Records shown section start

use std::ops::{
    Add, AddAssign, Div, DivAssign, Index, IndexMut, Mul, MulAssign, Neg, Sub, SubAssign,
};

use crate::{approx::ApproxEq, traits::Number, Matrix, Vector};

impl<T, const R: usize, const C: usize> Index<(usize, usize)> for Matrix<T, R, C> {
    type Output = T;

    #[inline]
    fn index(&self, (row, col): (usize, usize)) -> &Self::Output {
        &self.0[row][col]
    }
}

impl<T, const R: usize, const C: usize> IndexMut<(usize, usize)> for Matrix<T, R, C> {
    #[inline]
    fn index_mut(&mut self, (row, col): (usize, usize)) -> &mut Self::Output {
        &mut self.0[row][col]
    }
}

/// Flat row-major indexing: `i * C + j` addresses row `i`, column `j`.
impl<T, const R: usize, const C: usize> Index<usize> for Matrix<T, R, C> {
    type Output = T;

    #[inline]
    fn index(&self, index: usize) -> &Self::Output {
        &self.as_slice()[index]
    }
}

impl<T, const R: usize, const C: usize> IndexMut<usize> for Matrix<T, R, C> {
    #[inline]
    fn index_mut(&mut self, index: usize) -> &mut Self::Output {
        &mut self.as_mut_slice()[index]
    }
}

// More general `PartialEq` impl than what the derive generates.
impl<T, U, const R: usize, const C: usize> PartialEq<Matrix<U, R, C>> for Matrix<T, R, C>
where
    T: PartialEq<U>,
{
    fn eq(&self, other: &Matrix<U, R, C>) -> bool {
        self.0.eq(&other.0)
    }
}

impl<T, const R: usize, const C: usize> Eq for Matrix<T, R, C> where T: Eq {}

impl<T, const R: usize, const C: usize> ApproxEq for Matrix<T, R, C>
where
    T: ApproxEq,
{
    type Tolerance = T::Tolerance;

    fn abs_diff_eq(&self, other: &Self, abs_tolerance: Self::Tolerance) -> bool {
        self.as_slice()
            .abs_diff_eq(other.as_slice(), abs_tolerance)
    }

    fn rel_diff_eq(&self, other: &Self, rel_tolerance: Self::Tolerance) -> bool {
        self.as_slice()
            .rel_diff_eq(other.as_slice(), rel_tolerance)
    }

    fn ulps_diff_eq(&self, other: &Self, ulps_tolerance: u32) -> bool {
        self.as_slice()
            .ulps_diff_eq(other.as_slice(), ulps_tolerance)
    }
}

/// Element-wise negation.
impl<T, const R: usize, const C: usize> Neg for Matrix<T, R, C>
where
    T: Neg,
{
    type Output = Matrix<T::Output, R, C>;

    fn neg(self) -> Self::Output {
        self.map(T::neg)
    }
}

/// Element-wise addition.
impl<T, const R: usize, const C: usize> Add for Matrix<T, R, C>
where
    T: Number,
{
    type Output = Self;

    fn add(self, rhs: Self) -> Self::Output {
        Matrix::from_fn(|row, col| self.0[row][col] + rhs.0[row][col])
    }
}

impl<T, const R: usize, const C: usize> AddAssign for Matrix<T, R, C>
where
    T: Number,
{
    fn add_assign(&mut self, rhs: Self) {
        *self = *self + rhs;
    }
}

/// Element-wise subtraction.
impl<T, const R: usize, const C: usize> Sub for Matrix<T, R, C>
where
    T: Number,
{
    type Output = Self;

    fn sub(self, rhs: Self) -> Self::Output {
        Matrix::from_fn(|row, col| self.0[row][col] - rhs.0[row][col])
    }
}

impl<T, const R: usize, const C: usize> SubAssign for Matrix<T, R, C>
where
    T: Number,
{
    fn sub_assign(&mut self, rhs: Self) {
        *self = *self - rhs;
    }
}

/// Matrix * Column Vector.
impl<T, const R: usize, const C: usize> Mul<Vector<T, C>> for Matrix<T, R, C>
where
    T: Number,
{
    type Output = Vector<T, R>;

    fn mul(self, rhs: Vector<T, C>) -> Self::Output {
        Vector::from_fn(|row| (0..C).fold(T::ZERO, |acc, col| acc + self[(row, col)] * rhs[col]))
    }
}

/// Row Vector * Matrix.
///
/// This is the same as multiplying the transposed matrix with `self` as a column vector.
impl<T, const R: usize, const C: usize> Mul<Matrix<T, R, C>> for Vector<T, R>
where
    T: Number,
{
    type Output = Vector<T, C>;

    fn mul(self, rhs: Matrix<T, R, C>) -> Self::Output {
        Vector::from_fn(|col| (0..R).fold(T::ZERO, |acc, row| acc + self[row] * rhs[(row, col)]))
    }
}

/// Matrix * Matrix.
impl<T, const M: usize, const N: usize, const P: usize> Mul<Matrix<T, N, P>> for Matrix<T, M, N>
where
    T: Number,
{
    type Output = Matrix<T, M, P>;

    fn mul(self, rhs: Matrix<T, N, P>) -> Self::Output {
        Matrix::from_fn(|i, j| (0..N).fold(T::ZERO, |acc, k| acc + self[(i, k)] * rhs[(k, j)]))
    }
}

/// Matrix * Matrix, for square matrices.
impl<T, const N: usize> MulAssign<Matrix<T, N, N>> for Matrix<T, N, N>
where
    T: Number,
{
    fn mul_assign(&mut self, rhs: Matrix<T, N, N>) {
        *self = *self * rhs;
    }
}

/// Matrix * Scalar.
impl<T, const R: usize, const C: usize> Mul<T> for Matrix<T, R, C>
where
    T: Number,
{
    type Output = Matrix<T, R, C>;

    fn mul(self, rhs: T) -> Self::Output {
        self.map(|elem| elem * rhs)
    }
}

impl<T, const R: usize, const C: usize> MulAssign<T> for Matrix<T, R, C>
where
    T: Number,
{
    fn mul_assign(&mut self, rhs: T) {
        *self = *self * rhs;
    }
}

/// Matrix / Scalar.
impl<T, const R: usize, const C: usize> Div<T> for Matrix<T, R, C>
where
    T: Number,
{
    type Output = Matrix<T, R, C>;

    fn div(self, rhs: T) -> Self::Output {
        self.map(|elem| elem / rhs)
    }
}

impl<T, const R: usize, const C: usize> DivAssign<T> for Matrix<T, R, C>
where
    T: Number,
{
    fn div_assign(&mut self, rhs: T) {
        *self = *self / rhs;
    }
}

#[cfg(test)]
mod tests {
    use crate::{assert_approx_eq, vec2, vec3, Mat2, Mat2f, Mat3f, Matrix};

    #[test]
    fn mul_vector() {
        #[rustfmt::skip]
        let mat = Matrix::from_rows([
            [1, 2, 3],
            [4, 5, 6],
        ]);
        assert_eq!(mat * vec3(1, 0, -1), vec2(-2, -2));
        assert_eq!(vec2(1, 1) * mat, vec3(5, 7, 9));
        assert_eq!(vec2(1, 1) * mat, mat.transpose() * vec2(1, 1));
    }

    #[test]
    fn mul_matrix() {
        let a = Matrix::from_rows([[1, 2], [3, 4]]);
        let b = Matrix::from_rows([[0, 1], [1, 0]]);
        assert_eq!(a * b, Matrix::from_rows([[2, 1], [4, 3]]));
        assert_eq!(b * a, Matrix::from_rows([[3, 4], [1, 2]]));
        assert_eq!(a * Mat2::IDENTITY, a);
        assert_eq!(Mat2::IDENTITY * a, a);

        let mut c = a;
        c *= b;
        assert_eq!(c, a * b);

        // (2x3) * (3x1)
        let tall = Matrix::from_rows([[1], [1], [1]]);
        assert_eq!(
            Matrix::from_rows([[1, 2, 3], [4, 5, 6]]) * tall,
            Matrix::from_rows([[6], [15]])
        );
    }

    #[test]
    fn associativity() {
        let a = Mat3f::from_rows([[1.0, 2.0, 0.5], [0.0, -1.0, 3.0], [2.0, 2.0, 1.0]]);
        let b = Mat3f::from_rows([[0.5, 0.0, 1.0], [1.0, 1.0, 0.0], [-2.0, 0.0, 4.0]]);
        let c = Mat3f::from_rows([[1.0, 0.0, 0.0], [3.0, 0.25, 1.0], [0.0, 2.0, -1.0]]);
        assert_approx_eq!((a * b) * c, a * (b * c)).abs(1e-5);
    }

    #[test]
    fn elementwise() {
        let a = Mat2f::from_rows([[1.0, 2.0], [3.0, 4.0]]);
        let b = Mat2f::from_rows([[4.0, 3.0], [2.0, 1.0]]);
        assert_eq!(a + b, Mat2f::from_rows([[5.0; 2]; 2]));
        assert_eq!(a - a, Mat2f::ZERO);
        assert_eq!(-a + a, Mat2f::ZERO);
        assert_eq!(a * 2.0, a + a);
        assert_eq!(a / 2.0, Mat2f::from_rows([[0.5, 1.0], [1.5, 2.0]]));

        let mut c = a;
        c += b;
        c -= b;
        c *= 3.0;
        c /= 3.0;
        assert_eq!(c, a);
    }
}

Records shown section end

-- How to complete this task --
Starting with the line with "type Output = Vector<T, R>;" above and going on through the line with "for square matrices.", transcribe every line exactly, both ends included, and add nothing.

-- The answer --
    type Output = Vector<T, R>;

    fn mul(self, rhs: Vector<T, C>) -> Self::Output {
        Vector::from_fn(|row| (0..C).fold(T::ZERO, |acc, col| acc + self[(row, col)] * rhs[col]))
    }
}

/// Row Vector * Matrix.
///
/// This is the same as multiplying the transposed matrix with `self` as a column vector.
impl<T, const R: usize, const C: usize> Mul<Matrix<T, R, C>> for Vector<T, R>
where
    T: Number,
{
    type Output = Vector<T, C>;

    fn mul(self, rhs: Matrix<T, R, C>) -> Self::Output {
        Vector::from_fn(|col| (0..R).fold(T::ZERO, |acc, row| acc + self[row] * rhs[(row, col)]))
    }
}

/// Matrix * Matrix.
impl<T, const M: usize, const N: usize, const P: usize> Mul<Matrix<T, N, P>> for Matrix<T, M, N>
where
    T: Number,
{
    type Output = Matrix<T, M, P>;

    fn mul(self, rhs: Matrix<T, N, P>) -> Self::Output {
        Matrix::from_fn(|i, j| (0..N).fold(T::ZERO, |acc, k| acc + self[(i, k)] * rhs[(k, j)]))
    }
}

/// Matrix * Matrix, for square matrices.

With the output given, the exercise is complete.